Work instruction: Of the lines below, write out exactly those from the line with "drafts are ready." through the line with "let write = TxWrite", both included, and skip the rest.
Content starts
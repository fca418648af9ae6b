//! Predictive draft generator
//!
//! Turns predictor output into `draft` orders for a target operating date.
//! Customers with an open non-terminal order for that date are suppressed.
//! Drafts carry the source batch id and require explicit confirmation
//! before they become eligible for optimization.

use std::sync::Arc;

use tracing::{debug, info};
use uuid::Uuid;

use crate::error::CoreResult;
use crate::services::state::StateMachine;
use crate::store::TxWrite;
use crate::types::{
    CylinderSize, EventDraft, EventKind, Order, OrderPriority, OrderSource, Prediction,
    PredictionBatch, Room, SizeCount,
};

pub struct DraftGenerator {
    state: Arc<StateMachine>,
    /// Predictions below this confidence are dropped.
    min_confidence: f64,
}

impl DraftGenerator {
    pub fn new(state: Arc<StateMachine>, min_confidence: f64) -> Self {
        Self { state, min_confidence }
    }

    /// Generate draft orders from one predictor run. Returns the ids of the
    /// created drafts; the batch row records counts for review.
    pub async fn generate(
        &self,
        predictions: &[Prediction],
        batch: &mut PredictionBatch,
    ) -> CoreResult<Vec<Uuid>> {
        batch.customer_count = predictions.len() as i32;
        let mut created = Vec::new();

        for prediction in predictions {
            if prediction.confidence < self.min_confidence {
                debug!(
                    "skipping {}: confidence {:.2} below {:.2}",
                    prediction.customer_id, prediction.confidence, self.min_confidence
                );
                continue;
            }
            if prediction.quantity == 0 {
                continue;
            }

            // Suppress when the customer already has an open order that day.
            let open = self
                .state
                .store()
                .list_customer_orders(prediction.customer_id, prediction.date)
                .await?
                .into_iter()
                .any(|o| !o.status.is_terminal());
            if open {
                debug!("skipping {}: open order exists", prediction.customer_id);
                continue;
            }

            // Predicted quantities are household-size cylinders.
            let mut order = Order::new(
                prediction.customer_id,
                prediction.date,
                SizeCount::of(CylinderSize::Kg20, prediction.quantity),
                OrderPriority::Normal,
            );
            order.source = Some(OrderSource { prediction_batch_id: batch.id });

            let order = self.state.create_order(order).await?;
            created.push(order.id);
        }

        batch.draft_count = created.len() as i32;

        // Persist the batch and tell the predictions room drafts are ready.
        let notify = EventDraft::new(
            EventKind::Notification,
            serde_json::json!({
                "batchId": batch.id,
                "date": batch.date,
                "draftCount": batch.draft_count,
            }),
        );
        let write = TxWrite {
            prediction_batches: vec![batch.clone()],
            ..Default::default()
        };
        self.state
            .commit_and_publish(write, vec![(vec![Room::Admin, Room::Predictions], notify)])
            .await?;

        info!(
            "prediction batch {}: {} drafts from {} predictions",
            batch.id, batch.draft_count, batch.customer_count
        );
        Ok(created)
    }
}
Content ends
Solution to this exercise:
        // Persist the batch and tell the predictions room drafts are ready.
        let notify = EventDraft::new(
            EventKind::Notification,
            serde_json::json!({
                "batchId": batch.id,
                "date": batch.date,
                "draftCount": batch.draft_count,
            }),
        );
        let write = TxWrite {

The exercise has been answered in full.